United States District Court, S.D. Georgia, Augusta Division

September 23, 2019




         Before the Court are J&J Maintenance, Inc.'s ("Defendant J&J") motion to dismiss (Doc. 6) and Defendant Travelers Casualty and Surety Company of America's ("Defendant Travelers") motion to dismiss (Doc. 10). Both motions argue Plaintiff's Complaint should be dismissed for failure to state a claim pursuant to Federal Rule of Civil Procedure 12(b)(6).

         I. BACKGROUND

         The present dispute arises from a project at Fort Gordon involving the construction and renovation of the Dwight D. Eisenhower Army Medical Center's Fisher Army Dental Laboratory (the "Project"). (Compl., Doc. 1, ¶ 10.) Defendant J&J was the general contractor for the Project. (Id. ¶ 11.) Defendant J&J subcontracted with Defendant ICON to perform work on the Project. (Id. ¶ 12.) Defendant ICON subcontracted with Plaintiff to install alarm systems. (Id. ¶¶ 13-14; Pl.'s Opp'n to Def. J& J's Mot. to Dismiss, Doc. 12, Ex. 6.) Defendant Travelers supplied the Project bond to Defendant J&J. (Compl., ¶ 11.)

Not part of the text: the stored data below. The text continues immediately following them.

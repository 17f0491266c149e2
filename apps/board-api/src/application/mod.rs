use axum::{
    Json,
    http::StatusCode,
    response::{IntoResponse, Response},
};
use core_lib::CoreError;
use i18n::I18nError;
use serde_json::json;
use tracing::error;

use crate::map_core_error;

pub mod authz;
pub mod commands;
pub mod middleware;
pub mod query;

#[derive(thiserror::Error, Debug)]
pub enum ApplicationError {
    #[error("Core Error: {0}")]
    Core(#[from] CoreError),

    #[error("Locale Error: {0}")]
    Locale(#[from] I18nError),

    #[error("Configuration Error: {0}")]
    Configuration(String),
}

impl ApplicationError {
    /// A 400 carrying an already localized message.
    pub fn validation(message: impl Into<String>) -> Self {
        ApplicationError::Core(CoreError::Validation(message.into()))
    }
}

impl IntoResponse for ApplicationError {
    fn into_response(self) -> Response {
        match self {
            ApplicationError::Core(CoreError::Validation(message)) => {
                (StatusCode::BAD_REQUEST, Json(json!({ "message": message }))).into_response()
            }
            ApplicationError::Core(err) => {
                let status = map_core_error(&err);
                let message = if status.is_server_error() {
                    "Internal server error".to_string()
                } else {
                    err.to_string()
                };
                (status, Json(json!({ "message": message }))).into_response()
            }
            other => {
                error!("Request failed: {}", other);
                (
                    StatusCode::INTERNAL_SERVER_ERROR,
                    Json(json!({ "message": "Internal server error" })),
                )
                    .into_response()
            }
        }
    }
}

#[cfg(test)]
mod tests {
    use super::*;

    #[test]
    fn test_status_codes() {
        let cases = [
            (ApplicationError::validation("Title is required."), StatusCode::BAD_REQUEST),
            (CoreError::NotFound("idea 3".into()).into(), StatusCode::NOT_FOUND),
            (CoreError::Unauthorized("no".into()).into(), StatusCode::UNAUTHORIZED),
            (CoreError::Internal("boom".into()).into(), StatusCode::INTERNAL_SERVER_ERROR),
            (
                I18nError::CatalogNotFound("en".into()).into(),
                StatusCode::INTERNAL_SERVER_ERROR,
            ),
            (
                ApplicationError::Configuration("bad".into()),
                StatusCode::INTERNAL_SERVER_ERROR,
            ),
        ];
        for (err, expected) in cases {
            assert_eq!(err.into_response().status(), expected);
        }
    }
}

         Plaintiff completed the work required under its subcontract with Defendant ICON on December 6, 2017. (Id. ¶¶ 15-16.) Afterward, Plaintiff submitted a bill to Defendant ICON in the amount of $66, 187.50, but Defendant ICON has yet to pay the invoice. (Id. ¶¶ 17-18, 22; Pl.'s Opp'n to Def. J& J's Mot. to Dismiss, Ex. 1.) Defendant J&J also refused to pay Plaintiff for the alarm system installation. (Compl., ¶ 19.) Finally, Plaintiff sought payment from Defendant Travelers through Defendant J&J's bond. (Id. ¶ 23.) Defendant Travelers repudiated Plaintiff's request for payment. (Id.; Def. Travelers's Mot. to Dismiss, Doc. 10, Ex. A.)

         The procedural posture of this case is more convoluted than generally expected at this stage of litigation. Plaintiff filed its Complaint asserting four claims against three defendants: (1) breach of contract; (2) quantum meruit; (3) a Miller Act bond claim; and (4) bad faith refusal to settle. (Compl., ¶¶ 24-46.) Defendants J&J and Travelers ("Moving Defendants") moved to dismiss the Complaint pursuant to Federal Rule of Civil Procedure 12(b)(6), but Defendant ICON Construction, Inc. ("Defendant ICON") offered no response to Plaintiff's Complaint. On February 11, the Clerk entered an entry of default as to Defendant ICON (Doc. 22), and shortly thereafter, Defendant J&J filed a suggestion of bankruptcy indicating Defendant ICON filed for Chapter 11 bankruptcy in the United States Bankruptcy Court for the Eastern District of Texas (Docs. 24, 24-1).

         In Moving Defendants' motions to dismiss, both pointed to Plaintiff's failure to allege that it provided proper notice under the Miller Act. (Def. J&J's Mot. to Dismiss, Doc. 6, at 3; Def. Travelers's Mot. to Dismiss, at 5-6.) The Complaint alleges that Plaintiff provided notice to Defendant Travelers more than ninety days after completing work under the subcontract. (See Compl., ¶¶ 16, 21.) Rather than amend its Complaint to allege it provided proper notice, Plaintiff attached several documents to its responses in opposition to the motions to dismiss. (See Pl.'s Opp'n to Def. J& J's Mot. to Dismiss, Exs. 1-9.) Plaintiff then argued Defendants' motions to dismiss should be converted to motions for summary judgment. (See Pl.'s Sur-Reply Opp'n to Def. J&J's Mot. to Dismiss, Doc. 20, at 4.) Based upon Plaintiff's introduction of various documents in its opposition to the present motions to dismiss, the Court addresses multiple issues involving the introduction of extrinsic documents in addition to resolving the present motions.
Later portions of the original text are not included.